Fei was trained in pen and ink drawings and his work takes equally from Chinese calligraphy and 17th century Japanese comic art. His early works were larger than life portraits as mildly grotesque send-ups, but Fei soon tired of the joke and started exploring the abstractions of the line. In his recent show, the line has softened, the scale reduced to a more intimate one, and his gently absurd figurines become more eroticized as corpuscular orifices seeking pleasure. ‘Perhaps a reference to phallocentric consumerism of present times’, I suggest, but Fei denies it.

“I want my art to be about simple things. I don’t want my art to be noisy, full of many things,” he adds.

Gordon Cheung, meanwhile, has academic complexity coursing through his veins with seven years spent at the Royal College of Arts. He makes these idyllic landscapes, deserts, oases, and beach fronds to a large scale that dissolve into quite another reality as you approach them. The picture plane is intensely collaged by thin strips of stock listings from the Financial Times, the “techno-sublime”, as Gordon calls it, thereby inferring that our sense of reality or landscape, is largely a fiction collaged by numerical strength that rules the world, or, as Gordon puts it, “... a datascape created by the collective cries of buy or sell which determine whether they become pioneering summits or plummeting chasms.”

Gordon says he can work by helping to open up opportunities for other people, mostly young Fine Arts graduates. He recently curated a widely inclusive exhibition of works by over 150 young artists in a derelict school building just before the developers claimed it as real estate.

“In my last workshop in Paris, I wasn’t able to do new work because, I think, it was just too close to, or maybe not far away from London, where I live. But coming to Pakistan has been an experience different from anything I have known earlier and it is likely to have an effect on my work in times to come,” says Gordon. “For one, I may be able to move closer to Buddhist art, to my eastern roots, in a sense.”

For Hema, coming to Karachi has been an emotionally wrought experience because her parents once lived in Saddar before partition riots forced them to move. “But we are not partition generation and I feel completely at home here,” she adds.

Hema works in both painting and on site-specific installations. In her large canvases, she uses oils collaged with her own photographs because, she says, the urban landscape is largely collage with miniaturized human figures. Why Hema does not paint the body is because, according to her, “Painting distorts the figure which is the only real thing in the urban landscape.”

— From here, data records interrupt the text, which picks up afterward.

//! DSB modulator -- linear upsample, mix with carrier, optional RF stage.
//!
//! Signal flow per output sample:
//!   baseband -> linear upsample (inline) -> x carrier -> stage -> out
//!
//! "Double balanced mixer": the product carrier * v with no carrier added and
//! no sideband filtering. The stage simulates the RF amplifier: pass-through,
//! the overdriven transfer function, or predistortion followed by it.
//!
//! Output length is (N - 1) * upsample_factor (see `resampler`) and values
//! are not renormalized.

use crate::carrier::CarrierOscillator;
use crate::lut::InverseLut;
use crate::predistort::Linearized;
use crate::resampler::LinearUpsampler;
use crate::transfer::TransferFunction;

/// Rate/carrier/upsampling for one modulation run.
#[derive(Debug, Clone, Copy, PartialEq)]
pub struct ModulatorConfig {
    /// Output sample rate (Hz) -- baseband rate * upsample_factor.
    pub output_rate: f64,
    pub carrier_freq: f64,
    pub upsample_factor: usize,
}

impl ModulatorConfig {
    /// 48 kHz baseband -> 4.8 MS/s, 50 kHz carrier.
    pub fn wideband() -> Self {
        Self {
            output_rate: 4_800_000.0,
            carrier_freq: 50_000.0,
            upsample_factor: 100,
        }
    }

    /// 48 kHz baseband -> 384 kS/s, 100 kHz carrier.
    pub fn rf384() -> Self {
        Self {
            output_rate: 384_000.0,
            carrier_freq: 100_000.0,
            upsample_factor: 8,
        }
    }

    /// 48 kHz baseband -> 384 kS/s, 50 kHz carrier (RF-stage distortion runs).
    pub fn rf384_low_carrier() -> Self {
        Self {
            carrier_freq: 50_000.0,
            ..Self::rf384()
        }
    }
}

/// Per-sample processing applied after mixing.
#[derive(Clone, Copy)]
pub enum Stage<'a> {
    /// Plain DSB.
    Identity,
    /// Mixed signal through a nonlinear amplifier.
    Distort(&'a dyn TransferFunction),
    /// Predistort, then the amplifier the table was built for.
    Corrected(Linearized<'a, &'a dyn TransferFunction>),
}

impl<'a> Stage<'a> {
    pub fn corrected(amplifier: &'a dyn TransferFunction, lut: &'a InverseLut) -> Self {
        Stage::Corrected(Linearized::new(amplifier, lut))
    }

    #[inline]
    pub fn apply(&self, mixed: f64) -> f64 {
        match self {
            Stage::Identity => mixed,
            Stage::Distort(amp) => amp.transfer(mixed),
            Stage::Corrected(chain) => chain.transfer(mixed),
        }
    }
}

impl std::fmt::Debug for Stage<'_> {
    fn fmt(&self, f: &mut std::fmt::Formatter<'_>) -> std::fmt::Result {
        match self {
            Stage::Identity => f.write_str("Identity"),
            Stage::Distort(_) => f.write_str("Distort"),
            Stage::Corrected(chain) => write!(f, "Corrected({} entries)", chain.lut().len()),
        }
    }
}

/// Streaming DSB modulator. Yields the same samples as [`modulate_dsb`]
/// without materializing the (N - 1) * factor output.
#[derive(Debug, Clone)]
pub struct DsbModulator<'a> {
    baseband: LinearUpsampler<'a>,
    carrier: CarrierOscillator,
    stage: Stage<'a>,
}

impl<'a> DsbModulator<'a> {
    pub fn new(samples: &'a [f64], config: &ModulatorConfig, stage: Stage<'a>) -> Self {
        Self {
            baseband: LinearUpsampler::new(samples, config.upsample_factor),
            carrier: CarrierOscillator::new(config.carrier_freq, config.output_rate),
            stage,
        }
    }

    /// Carrier phase after the samples generated so far.
    pub fn phase(&self) -> f64 {
        self.carrier.phase()
    }
}

impl Iterator for DsbModulator<'_> {
    type Item = f64;

    #[inline]
    fn next(&mut self) -> Option<f64> {
        let input_sample = self.baseband.next()?;
        let carrier = self.carrier.next_sample();
        Some(self.stage.apply(carrier * input_sample))
    }

    fn size_hint(&self) -> (usize, Option<usize>) {
        self.baseband.size_hint()
    }
}

impl ExactSizeIterator for DsbModulator<'_> {}

/// DSB-modulate `samples`, materializing the whole output.
pub fn modulate_dsb(samples: &[f64], config: &ModulatorConfig, stage: Stage<'_>) -> Vec<f64> {
    DsbModulator::new(samples, config, stage).collect()
}

#[cfg(test)]
mod tests {
    use super::*;
    use crate::transfer::OverdrivenAmplifier;
    use std::f64::consts::{PI, TAU};

    fn test_signal(n: usize) -> Vec<f64> {
        (0..n)
            .map(|i| 0.9 * (2.0 * PI * 700.0 * i as f64 / 48_000.0).sin())
            .collect()
    }

    #[test]
    fn test_ramp_scenario() {
        let config = ModulatorConfig::rf384();
        let out = modulate_dsb(&[0.0, 1.0], &config, Stage::Identity);
        assert_eq!(out.len(), 8);
        for (j, &y) in out.iter().enumerate() {
            let expected = (2.0 * PI * 100_000.0 * j as f64 / 384_000.0).sin() * (j as f64 / 8.0);
            assert!((y - expected).abs() < 1e-12, "j={j}: {y} vs {expected}");
        }
    }

    #[test]
    fn test_output_length() {
        let input = test_signal(101);
        for config in [
            ModulatorConfig::wideband(),
            ModulatorConfig::rf384(),
            ModulatorConfig::rf384_low_carrier(),
        ] {
            let out = modulate_dsb(&input, &config, Stage::Identity);
            assert_eq!(out.len(), 100 * config.upsample_factor);
        }
    }

    #[test]
    fn test_phase_after_m_samples() {
        let input = test_signal(500);
        let config = ModulatorConfig::rf384();
        let mut modulator = DsbModulator::new(&input, &config, Stage::Identity);
        let m = modulator.by_ref().count();
        assert_eq!(m, 499 * 8);

        let expected = (TAU * config.carrier_freq * m as f64 / config.output_rate).rem_euclid(TAU);
        let diff = (modulator.phase() - expected).rem_euclid(TAU);
        let diff = diff.min(TAU - diff);
        assert!(diff <= 1e-9 * TAU, "phase {} vs {expected}", modulator.phase());
    }

    #[test]
    fn test_streaming_matches_materialized() {
        let input = test_signal(64);
        let amp = OverdrivenAmplifier::new();
        let lut = InverseLut::build_default(&amp).unwrap();
        let config = ModulatorConfig::rf384_low_carrier();

        for stage in [
            Stage::Identity,
            Stage::Distort(&amp),
            Stage::corrected(&amp, &lut),
        ] {
            let whole = modulate_dsb(&input, &config, stage);
            let streamed: Vec<f64> = DsbModulator::new(&input, &config, stage).collect();
            assert_eq!(whole, streamed, "{stage:?}");
        }
    }

    #[test]
    fn test_overdriven_stage_droops() {
        let input = test_signal(200);
        let amp = OverdrivenAmplifier::new();
        let config = ModulatorConfig::rf384_low_carrier();
        let clean = modulate_dsb(&input, &config, Stage::Identity);
        let distorted = modulate_dsb(&input, &config, Stage::Distort(&amp));

        let mut checked = 0;
        for (c, d) in clean.iter().zip(&distorted) {
            if c.abs() > 0.1 {
                assert!(d.abs() <= c.abs(), "no droop: clean {c}, distorted {d}");
                checked += 1;
            }
        }
        assert!(checked > 100);
    }

    #[test]
    fn test_corrected_stage_is_linear() {
        let input = test_signal(200);
        let amp = OverdrivenAmplifier::new();
        let lut = InverseLut::build_default(&amp).unwrap();
        let config = ModulatorConfig::rf384_low_carrier();
        let clean = modulate_dsb(&input, &config, Stage::Identity);
        let corrected = modulate_dsb(&input, &config, Stage::corrected(&amp, &lut));
        let distorted = modulate_dsb(&input, &config, Stage::Distort(&amp));

        // Corrected output tracks 0.8 * clean; raw distortion does not
        let worst = |out: &[f64]| {
            clean
                .iter()
                .zip(out)
                .map(|(c, o)| (o - 0.8 * c).abs())
                .fold(0.0f64, f64::max)
        };
        let corrected_err = worst(&corrected);
        let distorted_err = worst(&distorted);
        assert!(corrected_err < 2e-4, "corrected error {corrected_err:.3e}");
        assert!(distorted_err > 100.0 * corrected_err);
    }

    #[test]
    fn test_corrected_stage_matches_linearized_chain() {
        let input = test_signal(50);
        let amp = OverdrivenAmplifier::new();
        let lut = InverseLut::build_default(&amp).unwrap();
        let config = ModulatorConfig::rf384_low_carrier();
        let chain = Linearized::new(amp, &lut);

        let clean = modulate_dsb(&input, &config, Stage::Identity);
        let via_chain = modulate_dsb(&input, &config, Stage::Distort(&chain));
        let corrected = modulate_dsb(&input, &config, Stage::corrected(&amp, &lut));
        assert_eq!(corrected, via_chain);
        assert_eq!(
            corrected,
            clean.iter().map(|&m| chain.transfer(m)).collect::<Vec<_>>()
        );
    }

    #[test]
    fn test_short_input_is_empty() {
        let config = ModulatorConfig::rf384();
        assert!(modulate_dsb(&[0.5], &config, Stage::Identity).is_empty());
        assert_eq!(DsbModulator::new(&[], &config, Stage::Identity).len(), 0);
    }
}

Her installations, ironically, are more emotional and not purged of autobiographical solipsism. In an earlier artist’s workshop in verdant Mysore, Hema “wrote” a letter to her parents that was literally planted in the earth. Hema dug out the script of a very ordinary, non-intellectual letter meant for her family and then sowed fast growing seeds in them. By the time the residency came to an end, the letter had grown green leaves and her parents were moved to see it reproduced in the local papers as a review of the art workshop because Hema never writes home. The letter was all that it was not. It was absence spelt out.

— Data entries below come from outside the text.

//! Raw 16-bit PCM and WAV sample I/O.
//!
//! Raw format: signed 16-bit little-endian, mono, no header.
//!   encode: s16 = trunc(x * 32767), saturating at the i16 range
//!   decode: x = s16 / 32767
//!
//! RF output is not normalized, so values past +/-1 saturate on encode
//! instead of wrapping.

use std::fs::File;
use std::io::{BufReader, BufWriter, Read, Write};
use std::path::Path;

use hound::{SampleFormat, WavSpec, WavWriter};
use log::{debug, warn};

use crate::error::{DpdError, Result};

const FULL_SCALE: f64 = i16::MAX as f64;

/// Quantize one sample. Truncates toward zero.
#[inline]
pub fn encode_sample(sample: f64) -> i16 {
    (sample * FULL_SCALE) as i16
}

#[inline]
pub fn decode_sample(value: i16) -> f64 {
    value as f64 / FULL_SCALE
}

/// Samples to little-endian s16 bytes.
pub fn encode(samples: &[f64]) -> Vec<u8> {
    samples
        .iter()
        .flat_map(|&s| encode_sample(s).to_le_bytes())
        .collect()
}

/// Little-endian s16 bytes to samples. A trailing odd byte is dropped.
pub fn decode(bytes: &[u8]) -> Vec<f64> {
    if bytes.len() % 2 != 0 {
        warn!("raw PCM has odd length {}; ignoring last byte", bytes.len());
    }
    bytes
        .chunks_exact(2)
        .map(|pair| decode_sample(i16::from_le_bytes([pair[0], pair[1]])))
        .collect()
}

/// Stream samples to a raw PCM file. Returns the number of samples written.
///
/// Takes an iterator so a streaming modulator can go straight to disk.
pub fn write_raw<I>(path: impl AsRef<Path>, samples: I) -> Result<usize>
where
    I: IntoIterator<Item = f64>,
{
    let path = path.as_ref();
    let file = File::create(path).map_err(|e| DpdError::io(path, e))?;
    let mut writer = BufWriter::new(file);
    let mut count = 0usize;
    for sample in samples {
        writer
            .write_all(&encode_sample(sample).to_le_bytes())
            .map_err(|e| DpdError::io(path, e))?;
        count += 1;
    }
    writer.flush().map_err(|e| DpdError::io(path, e))?;
    debug!("wrote {count} samples to {}", path.display());
    Ok(count)
}

pub fn read_raw(path: impl AsRef<Path>) -> Result<Vec<f64>> {
    let path = path.as_ref();
    let file = File::open(path).map_err(|e| DpdError::io(path, e))?;
    let mut bytes = Vec::new();
    BufReader::new(file)
        .read_to_end(&mut bytes)
        .map_err(|e| DpdError::io(path, e))?;
    Ok(decode(&bytes))
}

/// 16-bit mono WAV with the same quantization as the raw format.
pub fn write_wav(path: impl AsRef<Path>, samples: &[f64], sample_rate: u32) -> Result<()> {
    let spec = WavSpec {
        channels: 1,
        sample_rate,
        bits_per_sample: 16,
        sample_format: SampleFormat::Int,
    };
    let mut writer = WavWriter::create(path.as_ref(), spec)?;
    for &s in samples {
        writer.write_sample(encode_sample(s))?;
    }
    writer.finalize()?;
    Ok(())
}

“My work is not feminist, although some people read it as such. Of course, I am talking from the position of being woman,” adds Hema.

Although it has been great to meet these veteran art travellers with an outreach programme meant for major art educational institutions in Karachi and Lahore, it remains to be seen if they have been able to generate anything more than art activity and have responded with work done in cramped quarters through crowded days.

The Vasl show opened September 10 at V.M. Art Gallery, Karachi. The two Pakistani artists included in this workshop are Roohi Ahmed from the IVSAA, Karachi, and Afshaar Malik from the NCA, Lahore.